Stocks in France and Germany have fallen in value by more than 25% since the end of June.

Shares in London's FTSE are down 13.7%, the worst quarterly performance since 2002.

Friday's falls follow an unexpectedly sharp rise in the eurozone inflation rate for September to 3%.

Investors had hoped the European Central Bank would move to lower interest rates in the eurozone, after raising them in July to 1.5% to limit inflation.

However, the latest inflation figures may make such a move less likely.

Wall Street's main Dow Jones index ended Friday trading down 2.2% to record its worst quarterly performance since 2008.

Eurozone worries

But Friday's falls were just the latest bout of volatility in European markets, which have failed to regain ground since crashing towards the end of July.

Continue reading the main story image of Jamie Robertson Jamie Robertson Presenter, BBC World News

Following all the violent swings in equity markets since the sharp falls at the beginning of August, the main markets have not really moved outside fairly narrow ranges: the FTSE between 5,000 and 5,400 and the Dow between 10,800 and 11,600.

The Nikkei, the Dax and the Cac 40 have been gradually trending downwards by about 6-10% over the past two months. This is almost entirely due to uncertainty over the debt crisis and the fate of the eurozone.

However, even if there is no further bad news on that front, things are likely to get very active for individual companies.

Many of them, particularly ones that move in tandem with the economic cycle such as those in mining, retail, the auto sector and manufacturing, are trading on values that imply double digit growth.

October's results season could upset a lot of earnings forecasts, as markets come to terms with the prospect of near-zero growth in Europe and the US, and companies undergoing what are politely called price adjustments.

Economists say worries over the ability of eurozone countries to pay their debts are sparking concerns of a new banking and credit crisis.

"The euro area debt crisis has potential ramifications to euro area banking sectors in particular," said Grant Lewis, head of research at Daiwa capital markets.

"You've got concerns that a Greek default going wider into something more serious in terms of an Italian default, for example, that would leave banking sectors under-capitalised as well as having a calamitous effect on the economic outlook."

Shares in Germany's Deutsche Bank and Commerzbank both lost more than 30% in value since the end of June.

Stocks in French banks fared even worse. Societe Generale saw its stock fall more than 50%, while BNP Paribas saw its share price fall more than 40%.

The share falls have therefore been most pronounced in eurozone countries, with the FTSE falling less than benchmark German and French exchanges.

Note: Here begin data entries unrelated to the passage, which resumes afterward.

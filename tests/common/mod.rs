//! In-process fake of the recipebox backend for integration tests.
//! Binds 127.0.0.1:0, counts hits per route, and can delay the login, profile
//! and admin login/setup responses to exercise in-flight and stale-response handling.
#![allow(dead_code)]

use std::collections::HashMap;
use std::sync::atomic::{AtomicU64, Ordering};
use std::sync::Arc;
use std::time::Duration;

use axum::extract::{Path, Query, State};
use axum::http::{HeaderMap, StatusCode};
use axum::response::{IntoResponse, Response};
use axum::routing::{get, post, put};
use axum::{Json, Router};
use parking_lot::Mutex;
use serde::Deserialize;
use serde_json::{json, Value};
use tokio::task::JoinHandle;

use recipebox::api::ApiClient;
use recipebox::identity::{AdminSessionManager, Domain, TokenStore, UserSessionManager};

#[derive(Clone)]
pub struct UserRec {
    pub id: String,
    pub name: String,
    pub email: String,
    pub password: String,
}

#[derive(Default)]
pub struct FakeState {
    users: Mutex<Vec<UserRec>>,
    // token -> email
    user_tokens: Mutex<HashMap<String, String>>,
    admin: Mutex<Option<(String, String)>>,
    admin_tokens: Mutex<Vec<String>>,
    favorites: Mutex<HashMap<String, Vec<String>>>,
    recipes: Mutex<Vec<Value>>,
    hits: Mutex<HashMap<&'static str, usize>>,
    // Authorization header values received, per route, in arrival order.
    bearers: Mutex<HashMap<&'static str, Vec<Option<String>>>>,
    delay_ms: AtomicU64,
    next_id: AtomicU64,
}

impl FakeState {
    fn hit(&self, route: &'static str) {
        *self.hits.lock().entry(route).or_insert(0) += 1;
    }

    pub fn hits(&self, route: &'static str) -> usize {
        self.hits.lock().get(route).copied().unwrap_or(0)
    }

    /// Bearer tokens presented on `route`, in arrival order.
    pub fn bearers_seen(&self, route: &'static str) -> Vec<Option<String>> {
        self.bearers.lock().get(route).cloned().unwrap_or_default()
    }

    fn record_bearer(&self, route: &'static str, headers: &HeaderMap) {
        self.bearers.lock().entry(route).or_default().push(bearer(headers));
    }

    pub fn total_hits(&self) -> usize { self.hits.lock().values().sum() }

    pub fn set_delay(&self, d: Duration) { self.delay_ms.store(d.as_millis() as u64, Ordering::SeqCst); }

    async fn maybe_delay(&self) {
        let ms = self.delay_ms.load(Ordering::SeqCst);
        if ms > 0 { tokio::time::sleep(Duration::from_millis(ms)).await; }
    }

    fn next(&self) -> u64 { self.next_id.fetch_add(1, Ordering::SeqCst) + 1 }

    pub fn seed_user(&self, id: &str, name: &str, email: &str, password: &str) {
        self.users.lock().push(UserRec { id: id.into(), name: name.into(), email: email.into(), password: password.into() });
    }

    pub fn seed_admin(&self, username: &str, password: &str) {
        *self.admin.lock() = Some((username.into(), password.into()));
    }

    pub fn seed_recipe(&self, id: &str, title: &str, ingredients: &[&str], cooking_time: u32) {
        self.recipes.lock().push(json!({
            "_id": id, "title": title, "ingredients": ingredients,
            "instructions": "Cook it.", "cookingTime": cooking_time, "servings": 2
        }));
    }

    pub fn recipe_titles(&self) -> Vec<String> {
        self.recipes.lock().iter().filter_map(|r| r["title"].as_str().map(str::to_string)).collect()
    }

    fn issue_user_token(&self, email: &str) -> String {
        let t = format!("user-tok-{}", self.next());
        self.user_tokens.lock().insert(t.clone(), email.to_string());
        t
    }

    fn issue_admin_token(&self) -> String {
        let t = format!("admin-tok-{}", self.next());
        self.admin_tokens.lock().push(t.clone());
        t
    }

    /// Forget every issued admin token, as a backend restart with a new secret would.
    pub fn revoke_admin_tokens(&self) { self.admin_tokens.lock().clear(); }

    fn user_for(&self, headers: &HeaderMap) -> Option<UserRec> {
        let token = bearer(headers)?;
        let email = self.user_tokens.lock().get(&token).cloned()?;
        self.users.lock().iter().find(|u| u.email == email).cloned()
    }

    fn is_admin(&self, headers: &HeaderMap) -> bool {
        bearer(headers).map(|t| self.admin_tokens.lock().contains(&t)).unwrap_or(false)
    }
}

fn bearer(headers: &HeaderMap) -> Option<String> {
    headers
        .get("authorization")
        .and_then(|v| v.to_str().ok())
        .and_then(|v| v.strip_prefix("Bearer "))
        .map(str::to_string)
}

fn fail(status: StatusCode, message: &str) -> Response {
    (status, Json(json!({ "message": message }))).into_response()
}

fn user_json(u: &UserRec) -> Value {
    json!({ "id": u.id, "name": u.name, "email": u.email })
}

#[derive(Deserialize)]
struct LoginBody { email: String, password: String }

#[derive(Deserialize)]
struct RegisterBody { name: String, email: String, password: String }

#[derive(Deserialize)]
struct AdminLoginBody { password: String }

#[derive(Deserialize)]
struct AdminSetupBody { username: String, password: String }

async fn login(State(st): State<Arc<FakeState>>, Json(b): Json<LoginBody>) -> Response {
    st.hit("login");
    st.maybe_delay().await;
    let found = st.users.lock().iter().find(|u| u.email == b.email && u.password == b.password).cloned();
    match found {
        Some(u) => {
            let mut body = user_json(&u);
            body["token"] = json!(st.issue_user_token(&u.email));
            Json(body).into_response()
        }
        None => fail(StatusCode::BAD_REQUEST, "Invalid credentials"),
    }
}

async fn register(State(st): State<Arc<FakeState>>, Json(b): Json<RegisterBody>) -> Response {
    st.hit("register");
    if st.users.lock().iter().any(|u| u.email == b.email) {
        return fail(StatusCode::BAD_REQUEST, "User already exists");
    }
    let u = UserRec { id: st.next().to_string(), name: b.name, email: b.email, password: b.password };
    st.users.lock().push(u.clone());
    let mut body = user_json(&u);
    body["token"] = json!(st.issue_user_token(&u.email));
    (StatusCode::CREATED, Json(body)).into_response()
}

async fn profile(State(st): State<Arc<FakeState>>, headers: HeaderMap) -> Response {
    st.hit("profile");
    st.record_bearer("profile", &headers);
    st.maybe_delay().await;
    match st.user_for(&headers) {
        Some(u) => Json(user_json(&u)).into_response(),
        None => fail(StatusCode::UNAUTHORIZED, "Not authorized, token failed"),
    }
}

async fn admin_login(State(st): State<Arc<FakeState>>, Json(b): Json<AdminLoginBody>) -> Response {
    st.hit("admin_login");
    st.maybe_delay().await;
    let ok = st.admin.lock().as_ref().map(|(_, pw)| *pw == b.password).unwrap_or(false);
    if !ok {
        return fail(StatusCode::UNAUTHORIZED, "Invalid admin password");
    }
    Json(json!({ "token": st.issue_admin_token() })).into_response()
}

async fn admin_setup(State(st): State<Arc<FakeState>>, Json(b): Json<AdminSetupBody>) -> Response {
    st.hit("admin_setup");
    st.maybe_delay().await;
    {
        let mut admin = st.admin.lock();
        if admin.is_some() {
            return fail(StatusCode::BAD_REQUEST, "Admin already exists");
        }
        *admin = Some((b.username, b.password));
    }
    Json(json!({ "token": st.issue_admin_token() })).into_response()
}

fn recipe_from_draft(id: String, draft: &Value) -> Value {
    let ingredients: Vec<String> = draft["ingredients"]
        .as_str()
        .unwrap_or("")
        .split(',')
        .map(|s| s.trim().to_string())
        .filter(|s| !s.is_empty())
        .collect();
    json!({
        "_id": id,
        "title": draft["title"],
        "ingredients": ingredients,
        "instructions": draft["instructions"],
        "cookingTime": draft["cookingTime"],
        "servings": draft["servings"],
    })
}

async fn admin_list(State(st): State<Arc<FakeState>>, headers: HeaderMap) -> Response {
    st.hit("admin_recipes");
    if !st.is_admin(&headers) { return fail(StatusCode::UNAUTHORIZED, "Not authorized as admin"); }
    Json(Value::Array(st.recipes.lock().clone())).into_response()
}

async fn admin_create(State(st): State<Arc<FakeState>>, headers: HeaderMap, Json(draft): Json<Value>) -> Response {
    st.hit("admin_recipes");
    if !st.is_admin(&headers) { return fail(StatusCode::UNAUTHORIZED, "Not authorized as admin"); }
    let recipe = recipe_from_draft(format!("r{}", st.next()), &draft);
    st.recipes.lock().push(recipe.clone());
    (StatusCode::CREATED, Json(recipe)).into_response()
}

async fn admin_update(State(st): State<Arc<FakeState>>, headers: HeaderMap, Path(id): Path<String>, Json(draft): Json<Value>) -> Response {
    st.hit("admin_recipes");
    if !st.is_admin(&headers) { return fail(StatusCode::UNAUTHORIZED, "Not authorized as admin"); }
    let mut recipes = st.recipes.lock();
    match recipes.iter_mut().find(|r| r["_id"] == id.as_str()) {
        Some(r) => {
            *r = recipe_from_draft(id, &draft);
            Json(r.clone()).into_response()
        }
        None => fail(StatusCode::NOT_FOUND, "Recipe not found"),
    }
}

async fn admin_delete(State(st): State<Arc<FakeState>>, headers: HeaderMap, Path(id): Path<String>) -> Response {
    st.hit("admin_recipes");
    if !st.is_admin(&headers) { return fail(StatusCode::UNAUTHORIZED, "Not authorized as admin"); }
    let mut recipes = st.recipes.lock();
    let before = recipes.len();
    recipes.retain(|r| r["_id"] != id.as_str());
    if recipes.len() == before {
        return fail(StatusCode::NOT_FOUND, "Recipe not found");
    }
    Json(json!({ "message": "Recipe removed" })).into_response()
}

async fn search(State(st): State<Arc<FakeState>>, Query(q): Query<HashMap<String, String>>) -> Response {
    st.hit("recipes");
    let wanted: Vec<String> = q
        .get("ingredients")
        .or_else(|| q.get("ingredient"))
        .map(|s| s.split(',').map(|p| p.trim().to_lowercase()).collect())
        .unwrap_or_default();
    // quick: <= 15, medium: 16..=60, long: > 60
    let band = q.get("cookingTime").cloned();
    let out: Vec<Value> = st
        .recipes
        .lock()
        .iter()
        .filter(|r| {
            let ings: Vec<String> = r["ingredients"]
                .as_array()
                .map(|a| a.iter().filter_map(|v| v.as_str()).map(str::to_lowercase).collect())
                .unwrap_or_default();
            wanted.iter().all(|w| ings.iter().any(|i| i.contains(w.as_str())))
        })
        .filter(|r| {
            let t = r["cookingTime"].as_u64().unwrap_or(0);
            match band.as_deref() {
                Some("quick") => t <= 15,
                Some("medium") => t > 15 && t <= 60,
                Some("long") => t > 60,
                _ => true,
            }
        })
        .cloned()
        .collect();
    Json(Value::Array(out)).into_response()
}

async fn favorites_list(State(st): State<Arc<FakeState>>, headers: HeaderMap) -> Response {
    st.hit("favorites");
    let Some(u) = st.user_for(&headers) else { return fail(StatusCode::UNAUTHORIZED, "Not authorized"); };
    let ids = st.favorites.lock().get(&u.email).cloned().unwrap_or_default();
    let recipes: Vec<Value> = st.recipes.lock().iter().filter(|r| ids.iter().any(|id| r["_id"] == id.as_str())).cloned().collect();
    Json(Value::Array(recipes)).into_response()
}

async fn favorites_add(State(st): State<Arc<FakeState>>, headers: HeaderMap, Path(id): Path<String>) -> Response {
    st.hit("favorites");
    let Some(u) = st.user_for(&headers) else { return fail(StatusCode::UNAUTHORIZED, "Not authorized"); };
    let mut favs = st.favorites.lock();
    let list = favs.entry(u.email).or_default();
    if !list.contains(&id) { list.push(id); }
    Json(json!({ "message": "Added to favorites" })).into_response()
}

async fn favorites_remove(State(st): State<Arc<FakeState>>, headers: HeaderMap, Path(id): Path<String>) -> Response {
    st.hit("favorites");
    let Some(u) = st.user_for(&headers) else { return fail(StatusCode::UNAUTHORIZED, "Not authorized"); };
    if let Some(list) = st.favorites.lock().get_mut(&u.email) { list.retain(|f| *f != id); }
    Json(json!({ "message": "Removed from favorites" })).into_response()
}

pub struct FakeBackend {
    pub base: String,
    pub state: Arc<FakeState>,
    handle: JoinHandle<()>,
}

impl Drop for FakeBackend {
    fn drop(&mut self) { self.handle.abort(); }
}

impl FakeBackend {
    pub async fn start() -> Self {
        let state = Arc::new(FakeState::default());
        let app = Router::new()
            .route("/api/auth/login", post(login))
            .route("/api/auth/register", post(register))
            .route("/api/auth/profile", get(profile))
            .route("/api/admin/login", post(admin_login))
            .route("/api/admin/setup", post(admin_setup))
            .route("/api/admin/recipes", get(admin_list).post(admin_create))
            .route("/api/admin/recipes/{id}", put(admin_update).delete(admin_delete))
            .route("/api/recipes", get(search))
            .route("/api/favorites", get(favorites_list))
            .route("/api/favorites/{id}", post(favorites_add).delete(favorites_remove))
            .with_state(state.clone());
        let listener = tokio::net::TcpListener::bind("127.0.0.1:0").await.expect("bind 127.0.0.1:0");
        let addr = listener.local_addr().expect("local addr");
        let handle = tokio::spawn(async move {
            if let Err(e) = axum::serve(listener, app).await {
                eprintln!("fake backend error: {e:?}");
            }
        });
        Self { base: format!("http://{}", addr), state, handle }
    }

    pub fn client(&self, domain: Domain) -> ApiClient {
        ApiClient::new(self.base.parse().expect("base url"), domain, Duration::from_secs(5)).expect("client")
    }

    pub fn user_manager(&self, store: Arc<dyn TokenStore>) -> UserSessionManager {
        UserSessionManager::new(self.client(Domain::User), store)
    }

    pub fn admin_manager(&self, store: Arc<dyn TokenStore>) -> AdminSessionManager {
        AdminSessionManager::new(self.client(Domain::Admin), store)
    }
}

/// Base URL of a port nothing listens on.
pub fn dead_base() -> String {
    let l = std::net::TcpListener::bind(("127.0.0.1", 0)).expect("bind 127.0.0.1:0");
    let port = l.local_addr().unwrap().port();
    drop(l);
    format!("http://127.0.0.1:{}", port)
}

Brent crude was also set for the biggest quarterly fall since the financial crisis of 2008.

Oil for delivery in one month's time fell just over 8% to $103 a barrel in London as investors worried about a slowdown in the global economy.

Worries ahead Global markets have been hit by a 'toxic cocktail' of factors, says one economist

Despite the record quarterly falls, markets remain up on the levels they reached after the 2008 financial crisis.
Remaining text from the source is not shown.